JFS in Staten Island is harder to categorize. It was originally an independent day school and then it ran into some financial trouble. The then RJJ schools bailed it out and it became part of the RJJ family for funding purposes. The question is, who "owned" RJJ? While there was a board active in the school the final decision about policy was always first Arthur Schick and then the menahel of the school. Parents did NOT decide school policy. Now these RJJ schools have morphed into Mercaz HaTorah, I guess to differentiate them from RJJ in Edison. Yet, ask anyone here in the community who actually "owns" the Mercaz schools and you won't get the answer "our community does."

Lion of Zion said...

PROFK:

"Parents did NOT decide school policy."

are you aware of any school (locally) where parent do decide school policy? or at the very least where parents are taken seriously?

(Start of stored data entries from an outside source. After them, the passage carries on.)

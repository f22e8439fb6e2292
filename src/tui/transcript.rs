//! Scrollable chat transcript

use unicode_width::UnicodeWidthChar;

#[derive(Debug, Clone, Copy, PartialEq, Eq)]
pub enum Speaker {
    User,
    Assistant,
    Error,
}

#[derive(Debug, Clone, PartialEq, Eq)]
pub struct Entry {
    pub speaker: Speaker,
    pub text: String,
}

/// Conversation so far, newest last.
///
/// `scroll_back` counts rows hidden below the viewport; zero follows the tail.
#[derive(Debug, Default)]
pub struct Transcript {
    entries: Vec<Entry>,
    scroll_back: usize,
}

impl Transcript {
    pub fn new() -> Self {
        Self::default()
    }

    pub fn entries(&self) -> &[Entry] {
        &self.entries
    }

    pub fn push(&mut self, speaker: Speaker, text: impl Into<String>) {
        self.entries.push(Entry {
            speaker,
            text: text.into(),
        });
        self.scroll_back = 0;
    }

    pub fn scroll_up(&mut self, rows: usize) {
        self.scroll_back = self.scroll_back.saturating_add(rows);
    }

    pub fn scroll_down(&mut self, rows: usize) {
        self.scroll_back = self.scroll_back.saturating_sub(rows);
    }

    /// Rows that fit in a `width` x `height` viewport, tagged with their speaker.
    ///
    /// Entries are separated by a blank row. Clamps the scroll offset so the
    /// view never runs past the first row.
    pub fn visible_rows(&mut self, width: usize, height: usize) -> Vec<(Speaker, String)> {
        let mut rows: Vec<(Speaker, String)> = Vec::new();
        for (i, entry) in self.entries.iter().enumerate() {
            if i > 0 {
                rows.push((entry.speaker, String::new()));
            }
            for line in entry.text.lines() {
                for wrapped in wrap(line, width) {
                    rows.push((entry.speaker, wrapped));
                }
            }
        }

        let max_scroll = rows.len().saturating_sub(height);
        self.scroll_back = self.scroll_back.min(max_scroll);

        let end = rows.len() - self.scroll_back;
        let start = end.saturating_sub(height);
        rows.drain(start..end).collect()
    }
}

/// Word-wrap `line` to `width` display columns.
///
/// Leading indentation is kept on the first row; words wider than `width`
/// are split.
pub fn wrap(line: &str, width: usize) -> Vec<String> {
    let width = width.max(1);
    let mut rows = Vec::new();
    let mut current = String::new();
    let mut current_width = 0;
    // Nothing but indentation emitted on this row yet
    let mut fresh = true;

    let indent_len = line.len() - line.trim_start().len();
    let (indent, rest) = line.split_at(indent_len);
    for c in indent.chars() {
        push_char(&mut rows, &mut current, &mut current_width, c, width);
    }

    for word in rest.split(' ').filter(|w| !w.is_empty()) {
        let word_width: usize = word.chars().map(|c| c.width().unwrap_or(0)).sum();

        if !fresh {
            if current_width + 1 + word_width <= width {
                current.push(' ');
                current_width += 1;
            } else {
                rows.push(std::mem::take(&mut current));
                current_width = 0;
            }
        }

        for c in word.chars() {
            push_char(&mut rows, &mut current, &mut current_width, c, width);
        }
        fresh = false;
    }

    if !current.is_empty() || rows.is_empty() {
        rows.push(current);
    }
    rows
}

fn push_char(
    rows: &mut Vec<String>,
    current: &mut String,
    current_width: &mut usize,
    c: char,
    width: usize,
) {
    let w = c.width().unwrap_or(0);
    if *current_width + w > width && !current.is_empty() {
        rows.push(std::mem::take(current));
        *current_width = 0;
    }
    current.push(c);
    *current_width += w;
}

#[cfg(test)]
mod tests {
    use super::*;

    #[test]
    fn test_wrap_short_line_untouched() {
        assert_eq!(wrap("hello world", 20), vec!["hello world"]);
        assert_eq!(wrap("", 20), vec![""]);
    }

    #[test]
    fn test_wrap_breaks_between_words() {
        assert_eq!(
            wrap("Got it. I've added this task:", 12),
            vec!["Got it. I've", "added this", "task:"]
        );
    }

    #[test]
    fn test_wrap_keeps_indent() {
        assert_eq!(
            wrap("  [T][ ] read book", 10),
            vec!["  [T][ ]", "read book"]
        );
    }

    #[test]
    fn test_wrap_splits_long_words() {
        assert_eq!(wrap("abcdefghij", 4), vec!["abcd", "efgh", "ij"]);
    }

    #[test]
    fn test_visible_rows_follow_tail() {
        let mut transcript = Transcript::new();
        transcript.push(Speaker::User, "one");
        transcript.push(Speaker::Assistant, "two\nthree");

        let rows = transcript.visible_rows(20, 2);
        let text: Vec<_> = rows.iter().map(|(_, r)| r.as_str()).collect();
        assert_eq!(text, vec!["two", "three"]);
        assert_eq!(rows[0].0, Speaker::Assistant);
    }

    #[test]
    fn test_scroll_is_clamped() {
        let mut transcript = Transcript::new();
        transcript.push(Speaker::User, "one");
        transcript.push(Speaker::Assistant, "two");

        transcript.scroll_up(100);
        let rows = transcript.visible_rows(20, 2);
        let text: Vec<_> = rows.iter().map(|(_, r)| r.as_str()).collect();
        assert_eq!(text, vec!["one", ""]);

        transcript.scroll_down(1);
        let rows = transcript.visible_rows(20, 2);
        assert_eq!(rows[1].1, "two");
    }

    #[test]
    fn test_push_returns_to_tail() {
        let mut transcript = Transcript::new();
        for i in 0..10 {
            transcript.push(Speaker::User, format!("line {}", i));
        }
        transcript.scroll_up(5);
        transcript.push(Speaker::Assistant, "latest");

        let rows = transcript.visible_rows(20, 1);
        assert_eq!(rows[0].1, "latest");
    }
}
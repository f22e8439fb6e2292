//! Main TUI application

use anyhow::Result;
use crossterm::event::{self, Event, KeyCode, KeyEvent, KeyEventKind, KeyModifiers};
use ratatui::prelude::*;
use ratatui::widgets::*;
use std::time::{Duration, Instant};
use tracing::warn;
use tui_input::backend::crossterm::EventHandler;
use tui_input::Input;

use super::components::{render_prompt, HelpOverlay};
use super::styles::Theme;
use super::transcript::{Speaker, Transcript};
use crate::command::messages;
use crate::session::{Session, UiConfig};
use crate::task::TaskStore;

const PLACEHOLDER: &str = "Type a command, or F1 for help";

pub struct App<S: TaskStore> {
    session: Session<S>,
    transcript: Transcript,
    input: Input,
    theme: Theme,
    show_help: bool,
    exit_delay: Duration,
    /// Set once `bye` succeeds; the farewell stays up until then
    closing_at: Option<Instant>,
    save_failed: bool,
    should_quit: bool,
    /// Transcript rows shown in the last frame, used as the page size
    page_rows: usize,
}

impl<S: TaskStore> App<S> {
    pub fn new(session: Session<S>, ui: &UiConfig) -> Self {
        let mut transcript = Transcript::new();
        if ui.show_greeting {
            transcript.push(
                Speaker::Assistant,
                messages::greeting(ui.user_name.as_deref()),
            );
        }

        Self {
            session,
            transcript,
            input: Input::default(),
            theme: Theme::default(),
            show_help: false,
            exit_delay: ui.exit_delay(),
            closing_at: None,
            save_failed: false,
            should_quit: false,
            page_rows: 10,
        }
    }

    pub fn session(&self) -> &Session<S> {
        &self.session
    }

    pub fn transcript(&self) -> &Transcript {
        &self.transcript
    }

    pub fn is_closing(&self) -> bool {
        self.closing_at.is_some()
    }

    pub fn should_quit(&self) -> bool {
        self.should_quit
    }

    pub async fn run(
        &mut self,
        terminal: &mut Terminal<CrosstermBackend<std::io::Stdout>>,
    ) -> Result<()> {
        terminal.clear()?;
        terminal.draw(|f| self.render(f))?;

        loop {
            // Poll with short timeout so the closing deadline is noticed
            if event::poll(Duration::from_millis(50))? {
                match event::read()? {
                    Event::Key(key) if key.kind == KeyEventKind::Press => self.handle_key(key),
                    Event::Resize(_, _) => {}
                    _ => continue,
                }
                terminal.draw(|f| self.render(f))?;
            }

            self.tick(Instant::now());

            if self.should_quit {
                break;
            }
        }

        Ok(())
    }

    /// Quit once the farewell delay has passed
    pub fn tick(&mut self, now: Instant) {
        if self.closing_at.is_some_and(|at| now >= at) {
            self.should_quit = true;
        }
    }

    pub fn handle_key(&mut self, key: KeyEvent) {
        let ctrl_c =
            key.modifiers.contains(KeyModifiers::CONTROL) && key.code == KeyCode::Char('c');

        if self.show_help {
            if ctrl_c {
                self.quit_now();
            } else {
                self.show_help = false;
            }
            return;
        }

        if ctrl_c || key.code == KeyCode::Esc {
            self.quit_now();
            return;
        }

        match key.code {
            KeyCode::F(1) => self.show_help = true,
            KeyCode::PageUp => self.transcript.scroll_up(self.page_rows),
            KeyCode::PageDown => self.transcript.scroll_down(self.page_rows),
            // Input is closed after a successful `bye`
            _ if self.is_closing() => {}
            KeyCode::Enter => self.submit(),
            _ => {
                self.input.handle_event(&Event::Key(key));
            }
        }
    }

    fn submit(&mut self) {
        let line = self.input.value().to_string();
        self.input.reset();

        self.transcript.push(Speaker::User, line.clone());
        let reply = self.session.handle(&line);
        let speaker = if reply.is_error {
            Speaker::Error
        } else {
            Speaker::Assistant
        };
        self.transcript.push(speaker, reply.text);

        if reply.exit {
            self.closing_at = Some(Instant::now() + self.exit_delay);
        }
    }

    /// Leave without `bye`. Tasks are still saved; if that fails the error is
    /// shown and a second attempt quits regardless.
    fn quit_now(&mut self) {
        if self.is_closing() || self.save_failed {
            self.should_quit = true;
            return;
        }

        match self.session.save() {
            Ok(()) => self.should_quit = true,
            Err(e) => {
                warn!("Failed to save tasks on quit: {:#}", e);
                self.save_failed = true;
                self.transcript.push(
                    Speaker::Error,
                    format!(
                        "I couldn't save your tasks: {:#}\nPress Esc again to quit without saving.",
                        e
                    ),
                );
            }
        }
    }

    pub fn render(&mut self, frame: &mut Frame) {
        let area = frame.area();
        frame.render_widget(
            Block::default().style(Style::default().bg(self.theme.background)),
            area,
        );

        let chunks = Layout::default()
            .direction(Direction::Vertical)
            .constraints([
                Constraint::Min(3),
                Constraint::Length(3),
                Constraint::Length(1),
            ])
            .split(area);

        self.render_transcript(frame, chunks[0]);
        self.render_input(frame, chunks[1]);
        self.render_status_bar(frame, chunks[2]);

        if self.show_help {
            HelpOverlay::render(frame, area, &self.theme);
        }
    }

    fn render_transcript(&mut self, frame: &mut Frame, area: Rect) {
        let tasks = self.session.tasks();
        let done = tasks.iter().filter(|t| t.is_done()).count();
        let title = format!(
            " {} [{} tasks, {} done] ",
            messages::APP_NAME,
            tasks.len(),
            done
        );

        let block = Block::default()
            .borders(Borders::ALL)
            .border_style(Style::default().fg(self.theme.border))
            .title(title)
            .title_style(Style::default().fg(self.theme.title).bold());

        let inner = block.inner(area);
        frame.render_widget(block, area);

        self.page_rows = (inner.height as usize).max(1);
        let rows = self
            .transcript
            .visible_rows(inner.width as usize, inner.height as usize);

        let lines: Vec<Line> = rows
            .into_iter()
            .map(|(speaker, text)| {
                let color = match speaker {
                    Speaker::User => self.theme.user,
                    Speaker::Assistant => self.theme.reply,
                    Speaker::Error => self.theme.error,
                };
                Line::from(Span::styled(text, Style::default().fg(color)))
            })
            .collect();

        frame.render_widget(Paragraph::new(lines), inner);
    }

    fn render_input(&self, frame: &mut Frame, area: Rect) {
        let border = if self.is_closing() {
            self.theme.border
        } else {
            self.theme.accent
        };
        let block = Block::default()
            .borders(Borders::ALL)
            .border_style(Style::default().fg(border));

        let inner = block.inner(area);
        frame.render_widget(block, area);

        render_prompt(
            frame,
            inner,
            &self.input,
            !self.is_closing(),
            PLACEHOLDER,
            &self.theme,
        );
    }

    fn render_status_bar(&self, frame: &mut Frame, area: Rect) {
        let key_style = Style::default().fg(self.theme.key).bold();
        let desc_style = Style::default().fg(self.theme.dimmed);
        let sep_style = Style::default().fg(self.theme.border);

        let spans = vec![
            Span::styled(" Enter", key_style),
            Span::styled(" Send ", desc_style),
            Span::styled("│", sep_style),
            Span::styled(" PgUp/PgDn", key_style),
            Span::styled(" Scroll ", desc_style),
            Span::styled("│", sep_style),
            Span::styled(" F1", key_style),
            Span::styled(" Help ", desc_style),
            Span::styled("│", sep_style),
            Span::styled(" Esc", key_style),
            Span::styled(" Quit", desc_style),
        ];

        let status =
            Paragraph::new(Line::from(spans)).style(Style::default().bg(self.theme.selection));
        frame.render_widget(status, area);
    }
}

A Tuition Solution said...

For those living in states that have them, take advantage of virtual charter schools. You can get a top notch secular education for free without having to step into a building.

Anonymous said...

ProfK - I can't speak about every dayschool and yeshiva in the country, but yes, some are privately owned/privately administered. Even some of the non-profits are firmly under the sole control of their founders/administrators. Yeshiva of Brooklyn, both male and female divisions, is one such example. There is a board existing somewhere which has about as much authority is a slug caught in a salt field. It is what the Mandel family decides is going to be that is what is done--period.

But that wasn't my question. Let's take this example, do the Mandel's "own" YOB, or do they control it by virtue of being the biggest financial contributors to the school? Those are two completely separate things.

Also, please note that ALL schools (religious or not, including universities) will allow their large donors to influence policy to a great degree. That is simply the way the world works.

JFS in Staten Island is harder to categorize. It was originally an independent day school and then it ran into some financial trouble. The then RJJ schools bailed it out and it became part of the RJJ family for funding purposes. The question is, who "owned" RJJ? While there was a board active in the school the final decision about policy was always first Arthur Schick and then the menahel of the school. Parents did NOT decide school policy. Now these RJJ schools have morphed into Mercaz HaTorah, I guess to differentiate them from RJJ in Edison. Yet, ask anyone here in the community who actually "owns" the Mercaz schools and you won't get the answer "our community does."

Having moved out of Staten Island about 20 years ago, I didn't even know the whole story about JFS and RJJ, etc. But even if the answer is not "the community", there still isn't an owner per se of any sort. But in the end, it is really a subset of the community that owns the school - that subset includes the administrators, the other folks that care enough about it to help manage it (oftentimes badly, but at least they care), and most of all, the large donors.

But back to your original statement, I am aware of very few schools, and no Jewish day schools, that are "privately owned and administered". The preschool that I send 3 of my kids to is privately owned and administered, but that isn't so remarkable as most stand-alone preschools (and day care centers) are privately owned profit-earning enterprises.

Do you know of any Jewish day schools that are privately owned and administered?

Mark (10:33 above was also me, but I forgot to sign it)

Anonymous said...

Torah Temimah is privately owned, from what I understand.

Anonymous said...

Yeshiva Ruach Chaim in Broooklyn is privately owned and administered.

Whether officially a non-profit or not (I dno't know its official status), it is widely percieved as a for-proift operation for Rabbi K.